1、理科学習の予想や仮説について
学習問題≪この時間何を学習するかの「めあて」であるので、学習課題・テーマ・ミッション・「今日のはてな」など、名称にきまりがないので、呼称は各教室で決めたい≫から観察や実験へと展開を安易に進めると、子どもは観察や実験の意味を掴まないで無意味な学習に終わる場合が多い。
観察や実験は「なんらかの予想や仮説があり」、その予想や仮説を「検証するため・調べるため」に行われるものである。
観察や実験の目的や意味が子ども一人ひとりに徹底させるためには、学習問題から観察や実験の生まれる過程が、子どものものになっていなくてはならない。そのために予想や仮説を立てる場が重要になる。
2、予想や仮説を考えだす背景
それでは、予想や仮説はどのように生まれるだろうか。
生活経験が乏しく生活科などの学びしかない3学生などでは、予想でも仮説でもなく「思いつき」のことが多い。あるいは何も知らないことについては、原理や法則を考えることは困難になる。でも、これから調べる近未来の結果を予測させる予想や仮説は、学びを主体的にさせる。「自分ゴト」になるのである。
指導上配慮しておくことは、全く経験していない対象については、予想や仮説を考えさせるよりも、実際に体験や活動での観察や実験などをさせることが先決になる。この役割を3学年の1年間の理科学習が担っているともいえる。
本来は予想や仮説が先にあるべきであるが、理科的な経験が少ない子どもたちには、予想や仮説を立てさせる前につぎのことを存分にさせる。それは、観察や実験の「活動や体験」をさせて、それを蓄積すること。つぎに活動や体験による「気付いたこと」を共有させていくことである。
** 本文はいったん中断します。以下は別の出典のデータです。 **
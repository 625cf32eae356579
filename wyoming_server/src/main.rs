use std::process::ExitCode;
use std::sync::Arc;

use clap::Parser;
use tokio::net::TcpListener;
use tracing::{error, info, warn};
use tts_core::wav::inspect_reference;
use tts_core::{CommandModel, SharedModel};

use wyoming_server::config::{Cli, ServerConfig};
use wyoming_server::handler::SynthesisContext;
use wyoming_server::metrics;
use wyoming_server::server::{run_until, shutdown_signal, Listener};

/// Recommended length of the voice reference clip, in seconds
const REFERENCE_MIN_SECS: f32 = 10.0;
const REFERENCE_MAX_SECS: f32 = 30.0;

#[tokio::main]
async fn main() -> ExitCode {
    dotenv::dotenv().ok();
    let cli = Cli::parse();

    let default_level = if cli.debug { "debug" } else { "info" };
    tracing_subscriber::fmt()
        .with_env_filter(
            tracing_subscriber::EnvFilter::try_from_default_env()
                .unwrap_or_else(|_| tracing_subscriber::EnvFilter::new(default_level)),
        )
        .init();

    match run(cli).await {
        Ok(()) => ExitCode::SUCCESS,
        Err(e) => {
            error!("{e:#}");
            ExitCode::FAILURE
        }
    }
}

async fn run(cli: Cli) -> anyhow::Result<()> {
    let config = ServerConfig::from_cli(cli)?;
    config.validate()?;

    check_reference(&config);

    info!("Loading model: {}", config.model_command.display());
    let model = CommandModel::new(config.model_command.clone(), config.device.as_str())
        .with_args(&config.model_args);
    info!("Model loaded on {}", config.device);

    let ctx = Arc::new(SynthesisContext::from_config(&config, SharedModel::new(model)));

    if let Some(text) = &config.warmup_text {
        info!("Warming up model...");
        let elapsed = ctx.warm_up(text).await?;
        info!("Warm-up complete in {:.2}s", elapsed.as_secs_f64());
    }

    if let Some(addr) = config.metrics_addr {
        let listener = TcpListener::bind(addr)
            .await
            .map_err(|e| anyhow::anyhow!("Failed to bind metrics endpoint {addr}: {e}"))?;
        info!("Metrics listening on http://{addr}");
        let app = metrics::router(ctx.metrics.clone());
        tokio::spawn(async move {
            if let Err(e) = axum::serve(listener, app).await {
                error!("Metrics server failed: {e}");
            }
        });
    }

    let listener = Listener::bind(&config.endpoint)
        .await
        .map_err(|e| anyhow::anyhow!("Failed to bind {}: {e}", config.endpoint))?;
    info!(
        "Server ready at {} (volume boost {}x)",
        listener.local_endpoint()?,
        config.gain
    );

    run_until(listener, ctx, shutdown_signal()).await;
    info!("Server shutdown complete");
    Ok(())
}

/// The reference is only advisory: an unreadable or oddly sized clip is
/// reported but the model gets to decide.
fn check_reference(config: &ServerConfig) {
    match inspect_reference(&config.voice_ref) {
        Ok(reference) => {
            info!(
                "Voice reference: {} ({:.1}s, {} Hz, {} channel(s))",
                config.voice_ref.display(),
                reference.duration_secs,
                reference.sample_rate,
                reference.channels
            );
            if !(REFERENCE_MIN_SECS..=REFERENCE_MAX_SECS).contains(&reference.duration_secs) {
                warn!(
                    "Voice reference is {:.1}s long; 10-30s of clean speech works best",
                    reference.duration_secs
                );
            }
        }
        Err(e) => warn!("{e:#}"),
    }
}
「活動や体験」は、「具体に裏付けられた知識」とも捉えることができる。
「活動や体験」を蓄積し、「気付いたことを共有」することによって、予想や仮説を立てる素地や基盤を内面に形成できる。
観察や実験の活動や体験を繰り返すことによって、予想や仮説を自分自身の考えで構成できる。考えの構成力を存分に鍛え、思考力を高めることは理科学習では重要になる。